Improved breastfeeding could save 1.5m children in Nigeria, others

 By Sola Ogundipe

IMPROVING the rate of   exclusive breastfeeding in Nigeria is at the front burner as  the World  Breastfeeding Week kicked off weekend in more than 170 countries.

Improved breastfeeding of babies in the country is expected to save at least 15-20 percent more children in the country while up to 1.5 million children under five would be saved every year.

Breast feeding rates dropped from 17 percent in 2003 to 13 per cent in 2008 according to the 2008 National Demographic Health Survey (NDHS).

Already, the Federal Ministry of Health is engaging services of Faith-based Organisations to push the importance of exclusive breastfeeding within the first six months of life.

Minister for Health, Professor Christian Onyebuchi Chukwu

In a statement to mark the 2010 WBW, the World Health Organization (WHO) reiterated its call for implementation of the 10 steps to help mothers breastfeed successfully and improve their babies’ health and chances of survival.

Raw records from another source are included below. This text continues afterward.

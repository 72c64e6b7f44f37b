use std::fmt;

use log::info;
use rand::rngs::StdRng;
use rand::{Rng, SeedableRng};
use serde::{Deserialize, Serialize};

use crate::food::Food;
use crate::grid::{Cell, Direction, Grid};
use crate::snake::Snake;

const INITIAL_LENGTH: usize = 3;
const INITIAL_DIRECTION: Direction = Direction::Right;

#[derive(Copy, Clone, Debug, PartialEq, Eq)]
pub enum GameStatus {
    NotStarted,
    Running,
    Paused,
    Over,
}

#[derive(Copy, Clone, Debug, Default, PartialEq, Eq, Hash, Serialize, Deserialize)]
#[serde(rename_all = "lowercase")]
pub enum Difficulty {
    #[default]
    Easy,
    Normal,
    Hard,
}

impl Difficulty {
    /// Simulation ticks per second.
    pub fn tick_rate(self) -> u32 {
        match self {
            Difficulty::Easy => 10,
            Difficulty::Normal => 14,
            Difficulty::Hard => 18,
        }
    }

    pub fn tick_interval(self) -> f64 {
        1.0 / self.tick_rate() as f64
    }

    pub fn harder(self) -> Self {
        match self {
            Difficulty::Easy => Difficulty::Normal,
            Difficulty::Normal | Difficulty::Hard => Difficulty::Hard,
        }
    }

    pub fn easier(self) -> Self {
        match self {
            Difficulty::Hard => Difficulty::Normal,
            Difficulty::Normal | Difficulty::Easy => Difficulty::Easy,
        }
    }
}

impl fmt::Display for Difficulty {
    fn fmt(&self, f: &mut fmt::Formatter<'_>) -> fmt::Result {
        let name = match self {
            Difficulty::Easy => "easy",
            Difficulty::Normal => "normal",
            Difficulty::Hard => "hard",
        };
        f.write_str(name)
    }
}
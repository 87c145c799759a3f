//! Interactive team/player search

use std::io::{self, BufRead, Write};

use anyhow::{Context, Result};

use crate::api::{RecordingSource, StatsClient};
use crate::commands::player::print_person;
use crate::commands::team::print_team;
use crate::config::RuntimeContext;
use crate::resolver::{Candidate, MatchResult, Resolver};
use crate::session::{SearchKind, SearchSession};

pub async fn run(ctx: &RuntimeContext) -> Result<()> {
    let client = StatsClient::new(ctx)?;
    let source = RecordingSource::new(&client);
    let resolver = Resolver::new(&source);
    let stdin = io::stdin();
    let mut input = stdin.lock();
    let mut session = SearchSession::new();

    loop {
        let Some(answer) = prompt(&mut input, "\nSearch for a 'team' or a 'player' ('exit' to quit): ")?
        else {
            break;
        };
        if is_exit(&answer) {
            println!("Goodbye!");
            break;
        }

        let kind = match answer.parse::<SearchKind>() {
            Ok(kind) => kind,
            Err(err) => {
                println!("{err}");
                continue;
            }
        };
        session = session.begin(kind);

        let Some(query) = prompt(&mut input, &format!("Enter the MLB {kind} name: "))? else {
            break;
        };
        if query.is_empty() {
            println!("Please enter a name.");
            continue;
        }

        let outcome = match kind {
            SearchKind::Team => resolver.team(&query).await,
            SearchKind::Player => resolver.player(&query).await,
        };
        let result = match outcome {
            Ok(result) => result,
            Err(err) => {
                log::debug!("lookup failed: {err:?}");
                println!("Error fetching {kind} information: {err}");
                continue;
            }
        };

        session = session.apply(&result);

        if session.is_awaiting_choice() {
            println!("\nFound multiple players for '{query}'.");
            print_choices(&session.pending);
            let Some(choice) = prompt(&mut input, "Pick a number (Enter to skip): ")? else {
                break;
            };
            session = match choice.parse::<usize>() {
                Ok(n) => session.choose(n),
                Err(_) => session,
            };
        }

        match (&result, &session.selected) {
            (_, Some(selected)) => show_selected(&source, kind, selected),
            (MatchResult::Ambiguous { .. }, None) => println!("Nothing selected."),
            (_, None) => println!("{kind} '{query}' not found. Please check the name and try again."),
        }
    }

    Ok(())
}

/// Print a prompt and read one trimmed line; `None` at end of input
fn prompt(input: &mut impl BufRead, label: &str) -> Result<Option<String>> {
    print!("{label}");
    io::stdout().flush().context("flushing stdout")?;
    read_answer(input)
}

fn read_answer(input: &mut impl BufRead) -> Result<Option<String>> {
    let mut line = String::new();
    let read = input.read_line(&mut line).context("reading input")?;
    if read == 0 {
        return Ok(None);
    }
    Ok(Some(line.trim().to_string()))
}

fn is_exit(answer: &str) -> bool {
    matches!(answer.to_lowercase().as_str(), "exit" | "q" | "quit")
}

fn print_choices(candidates: &[Candidate]) {
    for (i, candidate) in candidates.iter().enumerate() {
        println!("  {}. {}", i + 1, candidate.label());
    }
}

fn show_selected(source: &RecordingSource<'_>, kind: SearchKind, selected: &Candidate) {
    println!();
    match kind {
        SearchKind::Team => match source.team(&selected.id) {
            Some(team) => print_team(&team),
            None => println!("No details for team {} ({}).", selected.display_name, selected.id),
        },
        SearchKind::Player => match source.person(&selected.id) {
            Some(person) => print_person(&person),
            None => println!("No details for player {} ({}).", selected.display_name, selected.id),
        },
    }
}
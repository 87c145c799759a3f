//! Interactive search state
//!
//! The state of an interactive search (what is being searched for, which
//! candidates are waiting on a choice, what has been picked) lives in a plain
//! value that each step consumes and returns.

use std::fmt;
use std::str::FromStr;

use anyhow::{bail, Error};

use crate::resolver::{Candidate, MatchResult};

#[derive(Debug, Clone, Copy, PartialEq, Eq)]
pub enum SearchKind {
    Team,
    Player,
}

impl FromStr for SearchKind {
    type Err = Error;

    fn from_str(s: &str) -> Result<Self, Self::Err> {
        match s.trim().to_lowercase().as_str() {
            "team" | "t" => Ok(SearchKind::Team),
            "player" | "p" => Ok(SearchKind::Player),
            other => bail!("Invalid search type '{other}'. Please enter 'team' or 'player'."),
        }
    }
}

impl fmt::Display for SearchKind {
    fn fmt(&self, f: &mut fmt::Formatter<'_>) -> fmt::Result {
        match self {
            SearchKind::Team => f.write_str("team"),
            SearchKind::Player => f.write_str("player"),
        }
    }
}

#[derive(Debug, Clone, Default, PartialEq, Eq)]
pub struct SearchSession {
    pub kind: Option<SearchKind>,
    /// Candidates waiting for the user to pick one
    pub pending: Vec<Candidate>,
    pub selected: Option<Candidate>,
}

impl SearchSession {
    pub fn new() -> Self {
        Self::default()
    }

    /// Start a new search, dropping anything left from the previous one
    pub fn begin(self, kind: SearchKind) -> Self {
        Self {
            kind: Some(kind),
            pending: Vec::new(),
            selected: None,
        }
    }

    /// Fold a resolution outcome into the session
    pub fn apply(self, result: &MatchResult) -> Self {
        let kind = self.kind;
        match result {
            MatchResult::Exact { candidate } | MatchResult::FuzzyMatch { candidate, .. } => Self {
                kind,
                pending: Vec::new(),
                selected: Some(candidate.clone()),
            },
            MatchResult::Ambiguous { candidates } => Self {
                kind,
                pending: candidates.clone(),
                selected: None,
            },
            MatchResult::NotFound => Self {
                kind,
                pending: Vec::new(),
                selected: None,
            },
        }
    }

    /// Pick a pending candidate by 1-based position; out of range leaves the session as is
    pub fn choose(mut self, choice: usize) -> Self {
        if choice == 0 || choice > self.pending.len() {
            return self;
        }
        let picked = self.pending.swap_remove(choice - 1);
        self.pending.clear();
        self.selected = Some(picked);
        self
    }

    pub fn is_awaiting_choice(&self) -> bool {
        !self.pending.is_empty()
    }
}

#[cfg(test)]
mod tests {
    use super::*;

    fn judges() -> Vec<Candidate> {
        vec![
            Candidate::new("Aaron Judge", 592450u64).with_detail("New York Yankees"),
            Candidate::new("Judge Smith", 1u64),
            Candidate::new("Judge Jones", 2u64),
        ]
    }

    #[test]
    fn test_search_kind_parse() {
        assert_eq!("Team".parse::<SearchKind>().unwrap(), SearchKind::Team);
        assert_eq!(" player ".parse::<SearchKind>().unwrap(), SearchKind::Player);
        assert_eq!("p".parse::<SearchKind>().unwrap(), SearchKind::Player);
        assert!("coach".parse::<SearchKind>().is_err());
    }

    #[test]
    fn test_apply_single_selects() {
        let judge = Candidate::new("Aaron Judge", 592450u64);
        let session = SearchSession::new()
            .begin(SearchKind::Player)
            .apply(&MatchResult::Exact {
                candidate: judge.clone(),
            });
        assert_eq!(session.selected, Some(judge));
        assert!(!session.is_awaiting_choice());
        assert_eq!(session.kind, Some(SearchKind::Player));
    }

    #[test]
    fn test_apply_ambiguous_then_choose() {
        let session = SearchSession::new()
            .begin(SearchKind::Player)
            .apply(&MatchResult::Ambiguous {
                candidates: judges(),
            });
        assert!(session.is_awaiting_choice());
        assert_eq!(session.selected, None);

        let session = session.choose(2);
        assert_eq!(
            session.selected.as_ref().map(|c| c.display_name.as_str()),
            Some("Judge Smith")
        );
        assert!(!session.is_awaiting_choice());
    }

    #[test]
    fn test_choose_out_of_range_keeps_state() {
        let session = SearchSession::new().apply(&MatchResult::Ambiguous {
            candidates: judges(),
        });
        let before = session.clone();
        assert_eq!(session.clone().choose(0), before);
        assert_eq!(session.choose(4), before);
    }

    #[test]
    fn test_not_found_clears_previous_selection() {
        let session = SearchSession::new()
            .apply(&MatchResult::Exact {
                candidate: Candidate::new("Aaron Judge", 592450u64),
            })
            .apply(&MatchResult::NotFound);
        assert_eq!(session.selected, None);
        assert!(session.pending.is_empty());
    }

    #[test]
    fn test_begin_resets() {
        let session = SearchSession::new()
            .apply(&MatchResult::Ambiguous {
                candidates: judges(),
            })
            .begin(SearchKind::Team);
        assert_eq!(session.kind, Some(SearchKind::Team));
        assert!(session.pending.is_empty());
    }
}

Dr Elizabeth Mason, Director of WHO’s Department of Child and Adolescent Health and Development  estimated that around 35 percent of infants aged 0- 6 months are exclusively breastfed in the world today.

“But if all babies and young children were breastfed exclusively for their first six months of life and then given nutritious complementary food with continued breastfeeding up to two years of age, the lives of an additional 1.5 million children under five would be saved every year.”

The “10 Steps to Successful Breastfeeding” were developed by WHO and UNICEF to ensure maternity services are providing the right start for every infant and the necessary support for mothers to breastfeed.

The check-list is used by hospitals in more than 150 countries and includes a written breastfeeding policy  routinely communicated to all health care staff, training  all health care staff in the skills necessary to implement this policy, informing all pregnant women about  benefits and management of breastfeeding and helping mothers initiate breastfeeding within half an hour of birth.

Others are: Showing mothers how to breastfeed and  maintain lactation even if separated from their infants, giving newborn infants no food or drink other than breast milk unless medically indicated, practising “rooming in” – allowing mothers and infants to remain together – 24 hours a day, encouraging breastfeeding on demand, giving no artificial teats or pacifiers  to breastfeeding infants and fostering establishment of breastfeeding support groups and refering mothers to them on discharge from the hospital or clinic.

“Increasing breastfeeding rates is a key component of the plan to improve infant and young child nutrition,” says Randa Saadeh, Coordinator of the Nutrition in the Life Course unit at WHO. “A renewed effort to make more hospitals ‘baby friendly’ has the potential to give millions more babies a healthy start in life.”